Two dcm gene clusters essential for the degradation of diclofop-methyl in a microbial consortium of rhodococcus sp. JT-3 and brevundimonas sp. JT-9

Abstract

The metabolism of widely used aryloxyphenoxypropionate herbicides has been extensively studied in microbes. However, the information on the degradation of diclofop-methyl (DCM) is limited, with no genetic and biochemical investigation reported. The consortium L1 of Rhodococcus sp. JT-3 and Brevundimonas sp. JT-9 was able to degrade DCM through a synergistic metabolism. To elaborate the molecular mechanism of DCM degradation, the metabolic pathway for DCM was first investigated. DCM was initially transformed by strain JT-3 to diclofop acid and then by strain JT-9 to 2-(4-hydroxyphenoxy) propionic acid as well as 2,4-dichlorophenol. Subsequently, the two dcm gene clusters, dcmAE and dcmB1B2CD, involved in further degradation of 2,4-dichlorophenol, were successfully cloned from strain JT-3, and the functions of each gene product were identified.
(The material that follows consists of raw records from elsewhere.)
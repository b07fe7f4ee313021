//! ristretto - small embeddable HTTP/1.1 server engine
//!
//! Accepts TCP connections, frames HTTP/1.1 requests, matches them against
//! a route table with `:name` parameters, runs a middleware chain and a
//! handler, and writes exactly one response per request. Designed to be
//! dropped into a service that needs a handful of JSON endpoints without a
//! full framework.
//!
//! # Protocol Support
//!
//! - **HTTP/1.1**: persistent connections, pipelining, `Content-Length` bodies
//! - **HTTP/1.0**: closes after each response unless `Connection: keep-alive`
//!
//! Chunked transfer encoding, TLS and HTTP/2 are not supported.
//!
//! # Request lifecycle
//!
//! 1. The connection reads into a growable buffer until a full frame
//!    (head plus declared body) is available.
//! 2. The query string is decoded and a [`Context`] is built.
//! 3. The [`Router`] takes the first endpoint whose template matches. When its
//!    method agrees it runs global middleware, group/endpoint middleware and
//!    the handler; otherwise the request gets `405` or the `OPTIONS` reply.
//! 4. The response is serialized with `Content-Length` and
//!    `Connection: keep-alive|close` and written.
//!
//! Malformed or oversized requests are answered with a fixed response
//! (400, 408, 413, 414, 431, 505) and the connection is closed.
//!
//! # Examples
//!
//! Quick start:
//! ```no_run
//! use ristretto::{Context, Router, Server};
//! use tokio::net::TcpListener;
//!
//! #[tokio::main]
//! async fn main() {
//!     let mut router = Router::new();
//!     router.get("/hello", |ctx: &mut Context| ctx.send_text("Hello, World!"));
//!
//!     Server::builder()
//!         .listener(TcpListener::bind("127.0.0.1:8080").await.unwrap())
//!         .router(router)
//!         .build()
//!         .launch()
//!         .await
//!         .unwrap();
//! }
//! ```
//! Parameters, JSON and middleware:
//! ```no_run
//! use ristretto::{Chain, Context, Flow, Method, Router, Server, StatusCode};
//! use serde::{Deserialize, Serialize};
//! use tokio::net::TcpListener;
//!
//! #[derive(Deserialize, Serialize)]
//! struct User {
//!     name: String,
//! }
//!
//! fn require_token(ctx: &mut Context) -> Flow {
//!     match ctx.header("authorization") {
//!         Some(_) => Flow::Continue,
//!         None => Flow::Stop(ctx.send_error(StatusCode::Unauthorized, "missing token")),
//!     }
//! }
//!
//! #[tokio::main]
//! async fn main() {
//!     let mut router = Router::new();
//!     router.get("/users/:id", |ctx: &mut Context| {
//!         let id = ctx.param("id").unwrap_or_default().to_owned();
//!         ctx.send_text(&id)
//!     });
//!
//!     let mut api = router.group("/api");
//!     api.middleware(require_token);
//!     api.route_with(
//!         Method::Post,
//!         "/users",
//!         |ctx: &mut Context| match ctx.body().deserialize::<User>() {
//!             Some(user) => ctx.status(StatusCode::Created).send_json(&user),
//!             None => ctx.send_error(StatusCode::BadRequest, "expected a user"),
//!         },
//!         Chain::new(),
//!     );
//!
//!     let server = Server::builder()
//!         .listener(TcpListener::bind("127.0.0.1:8080").await.unwrap())
//!         .router(router)
//!         .build();
//!
//!     // stop after an hour
//!     let handle = server.handle();
//!     tokio::spawn(async move {
//!         tokio::time::sleep(std::time::Duration::from_secs(3600)).await;
//!         handle.shutdown();
//!     });
//!
//!     server.launch().await.unwrap();
//! }
//! ```

pub(crate) mod http {
    pub(crate) mod framer;
    pub mod query;
    pub(crate) mod request;
    pub(crate) mod response;
    pub(crate) mod types;
}
pub(crate) mod routing {
    pub(crate) mod matcher;
    pub(crate) mod middleware;
    pub(crate) mod router;
}
pub(crate) mod server {
    pub(crate) mod connection;
    pub(crate) mod registry;
    pub(crate) mod server_impl;
    pub(crate) mod timer;
}
mod context;
pub(crate) mod errors;
pub mod limits;

pub use crate::{
    context::Context,
    errors::{Error, Result},
    http::{
        query,
        request::{Body, Request},
        response::{Handled, Response},
        types::{Header, Method, StatusCode, Version},
    },
    routing::{
        matcher::{match_path, PathParams},
        middleware::{Chain, Flow, Middleware},
        router::{Allow, Group, Handler, Router},
    },
    server::{
        registry::{ConnectionId, ConnectionInfo, ConnectionRegistry},
        server_impl::{Server, ServerBuilder, ServerHandle},
    },
};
DcmA, a glutathione-dependent dehalogenase, was responsible for catalyzing the reductive dehalogenation of 2,4-dichlorophenol to 4-chlorophenol, which was then converted by the two-component monooxygenase DcmB1B2 to 4-chlorocatechol as the ring cleavage substrate of the dioxygenase DcmC. In this study, the overall DCM degradation pathway of the consortium L1 was proposed and, particularly, the lower part on the DCP degradation was characterized at the genetic and biochemical levels.